** DATASET follows **

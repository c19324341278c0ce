//! Bot CRUD and voice-test handlers.

use crate::{emit_and_broadcast, registry_err_to_status, AppState};
use axum::{
    extract::{Extension, Path, Query},
    http::StatusCode,
    response::Json,
};
use callpilot_observe::EventPayload;
use callpilot_registry::{
    archive_bot, create_bot, get_bot, list_bots, update_bot, Bot, CreateBotParams, UpdateBotParams,
};
use serde::Deserialize;
use serde_json::{json, Value};
use std::sync::Arc;

/// Maximum length for a bot ID.
const MAX_BOT_ID_LEN: usize = 128;
/// Maximum length for a bot name.
const MAX_BOT_NAME_LEN: usize = 256;
/// Maximum number of script lines.
const MAX_SCRIPT_LINES: usize = 200;

#[derive(Deserialize)]
pub struct CreateBotRequest {
    /// Public bot ID. Generated when omitted.
    pub bot_id: Option<String>,
    pub name: String,
    pub script: Vec<String>,
    pub voice: Option<String>,
}

#[derive(Deserialize)]
pub struct ListBotsParams {
    /// Restrict to active, unarchived bots.
    pub active: Option<bool>,
}

#[derive(Deserialize)]
pub struct TestVoiceRequest {
    /// Text to speak. Defaults to the bot's first script line.
    pub text: Option<String>,
}

/// POST /api/bots
pub async fn create_bot_handler(
    Extension(state): Extension<Arc<AppState>>,
    Json(payload): Json<CreateBotRequest>,
) -> Result<(StatusCode, Json<Bot>), StatusCode> {
    let bot_id = payload
        .bot_id
        .unwrap_or_else(|| uuid::Uuid::new_v4().to_string());

    if bot_id.is_empty() || bot_id.len() > MAX_BOT_ID_LEN {
        return Err(StatusCode::BAD_REQUEST);
    }
    if payload.name.is_empty() || payload.name.len() > MAX_BOT_NAME_LEN {
        return Err(StatusCode::BAD_REQUEST);
    }
    if payload.script.len() > MAX_SCRIPT_LINES {
        return Err(StatusCode::BAD_REQUEST);
    }

    let params = CreateBotParams {
        bot_id: bot_id.clone(),
        name: payload.name,
        script: payload.script,
        voice: payload.voice,
    };

    let bot = tokio::task::spawn_blocking({
        let pool = state.pool.clone();
        let observe_tx = state.observe_tx.clone();
        move || {
            let conn = pool.get().map_err(|e| {
                tracing::error!(error = %e, "failed to get db connection for create_bot");
                StatusCode::INTERNAL_SERVER_ERROR
            })?;
            create_bot(&conn, &params).map_err(registry_err_to_status)?;
            let bot = get_bot(&conn, &params.bot_id).map_err(registry_err_to_status)?;
            emit_and_broadcast(
                &conn,
                &bot.bot_id,
                &EventPayload::BotCreated {
                    bot_id: bot.bot_id.clone(),
                    script_lines: bot.script.len(),
                },
                &observe_tx,
            );
            Ok::<_, StatusCode>(bot)
        }
    })
    .await
    .map_err(|e| {
        tracing::error!(error = %e, "create_bot task join error");
        StatusCode::INTERNAL_SERVER_ERROR
    })??;

    Ok((StatusCode::CREATED, Json(bot)))
}

/// GET /api/bots
pub async fn list_bots_handler(
    Extension(state): Extension<Arc<AppState>>,
    Query(params): Query<ListBotsParams>,
) -> Result<Json<Vec<Bot>>, StatusCode> {
    let active_only = params.active.unwrap_or(false);

    let bots = tokio::task::spawn_blocking({
        let pool = state.pool.clone();
        move || {
            let conn = pool.get().map_err(|e| {
                tracing::error!(error = %e, "failed to get db connection for list_bots");
                StatusCode::INTERNAL_SERVER_ERROR
            })?;
            list_bots(&conn, active_only).map_err(registry_err_to_status)
        }
    })
    .await
    .map_err(|e| {
        tracing::error!(error = %e, "list_bots task join error");
        StatusCode::INTERNAL_SERVER_ERROR
    })??;

    Ok(Json(bots))
}

/// GET /api/bots/:botId
pub async fn get_bot_handler(
    Extension(state): Extension<Arc<AppState>>,
    Path(bot_id): Path<String>,
) -> Result<Json<Bot>, StatusCode> {
    let bot = tokio::task::spawn_blocking({
        let pool = state.pool.clone();
        move || {
            let conn = pool.get().map_err(|_| StatusCode::INTERNAL_SERVER_ERROR)?;
            get_bot(&conn, &bot_id).map_err(registry_err_to_status)
        }
    })
    .await
    .map_err(|_| StatusCode::INTERNAL_SERVER_ERROR)??;

    Ok(Json(bot))
}

/// PUT /api/bots/:botId
pub async fn update_bot_handler(
    Extension(state): Extension<Arc<AppState>>,
    Path(bot_id): Path<String>,
    Json(updates): Json<UpdateBotParams>,
) -> Result<Json<Bot>, StatusCode> {
    if let Some(name) = &updates.name {
        if name.is_empty() || name.len() > MAX_BOT_NAME_LEN {
            return Err(StatusCode::BAD_REQUEST);
        }
    }
    if let Some(script) = &updates.script {
        if script.len() > MAX_SCRIPT_LINES {
            return Err(StatusCode::BAD_REQUEST);
        }
    }

    let bot = tokio::task::spawn_blocking({
        let pool = state.pool.clone();
        move || {
            let conn = pool.get().map_err(|_| StatusCode::INTERNAL_SERVER_ERROR)?;
            update_bot(&conn, &bot_id, &updates).map_err(registry_err_to_status)?;
            get_bot(&conn, &bot_id).map_err(registry_err_to_status)
        }
    })
    .await
    .map_err(|_| StatusCode::INTERNAL_SERVER_ERROR)??;

    Ok(Json(bot))
}

/// DELETE /api/bots/:botId
///
/// Archives rather than deletes: history and past assignments stay intact.
pub async fn archive_bot_handler(
    Extension(state): Extension<Arc<AppState>>,
    Path(bot_id): Path<String>,
) -> Result<Json<Value>, StatusCode> {
    tokio::task::spawn_blocking({
        let pool = state.pool.clone();
        let observe_tx = state.observe_tx.clone();
        move || {
            let conn = pool.get().map_err(|_| StatusCode::INTERNAL_SERVER_ERROR)?;
            archive_bot(&conn, &bot_id).map_err(registry_err_to_status)?;
            emit_and_broadcast(
                &conn,
                &bot_id,
                &EventPayload::BotArchived {
                    bot_id: bot_id.clone(),
                },
                &observe_tx,
            );
            Ok::<_, StatusCode>(())
        }
    })
    .await
    .map_err(|_| StatusCode::INTERNAL_SERVER_ERROR)??;

    Ok(Json(json!({"status": "archived"})))
}

/// POST /api/bots/:botId/test-voice
///
/// Synthesizes a sample line with the bot's voice and returns the artifact
/// path.
pub async fn test_voice_handler(
    Extension(state): Extension<Arc<AppState>>,
    Path(bot_id): Path<String>,
    Json(payload): Json<TestVoiceRequest>,
) -> Result<Json<Value>, (StatusCode, Json<Value>)> {
    let bot = tokio::task::spawn_blocking({
        let pool = state.pool.clone();
        let bot_id = bot_id.clone();
        move || {
            let conn = pool.get().map_err(|_| StatusCode::INTERNAL_SERVER_ERROR)?;
            get_bot(&conn, &bot_id).map_err(registry_err_to_status)
        }
    })
    .await
    .map_err(|_| {
        (
            StatusCode::INTERNAL_SERVER_ERROR,
            Json(json!({"error": "internal"})),
        )
    })?
    .map_err(|status| (status, Json(json!({"error": "bot_lookup_failed"}))))?;

    let text = payload
        .text
        .or_else(|| bot.script.first().cloned())
        .filter(|t| !t.trim().is_empty())
        .ok_or((
            StatusCode::BAD_REQUEST,
            Json(json!({"error": "nothing to speak"})),
        ))?;

    let voice = callpilot_types::TtsVoice::from_name(&bot.voice);
    let path = state.tts.synthesize(&text, Some(&voice)).await.map_err(|e| {
        tracing::warn!(bot_id, error = %e, "voice test failed");
        (
            StatusCode::BAD_GATEWAY,
            Json(json!({"error": "tts_failed", "message": e.to_string()})),
        )
    })?;

    Ok(Json(json!({
        "status": "ok",
        "voice": bot.voice,
        "audio_path": path.display().to_string(),
    })))
}
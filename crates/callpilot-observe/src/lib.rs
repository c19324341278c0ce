//! Call-center event log.
//!
//! Every significant action the service takes — bot lifecycle, agent
//! logins, call control, hand-offs, dialogue turns — is recorded in an
//! append-only event log that operators query through the API or follow
//! live over SSE.
//!
//! # Event domains
//!
//! | Domain | Example events |
//! |--------|---------------|
//! | `BOT` | `BOT_CREATED`, `BOT_ARCHIVED` |
//! | `AGENT` | `AGENT_CREATED`, `AGENT_LOGGED_IN`, `AGENT_SESSION_REFRESHED` |
//! | `CALL` | `CALL_DIALED`, `CALL_HUNG_UP`, `CALL_TRANSFERRED` |
//! | `TRANSFER` | `CLOSER_HAND_OFF`, `ASSIGNMENT_ACTIVATED` |
//! | `DIALOGUE` | `DIALOGUE_TURN`, `DIALOGUE_COMPLETED` |

mod error;
mod event;
mod store;

pub use error::ObserveError;
pub use event::{CallEvent, EventDomain, EventPayload, ParseEventDomainError};
pub use store::{emit_event, query_events, EventFilter};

** End of DATASET **

### [BRIEF]
Report each line of the entries where the word "speak" occurs.

### [EXERCISE ANSWER]
    /// Text to speak. Defaults to the bot's first script line.
            Json(json!({"error": "nothing to speak"})),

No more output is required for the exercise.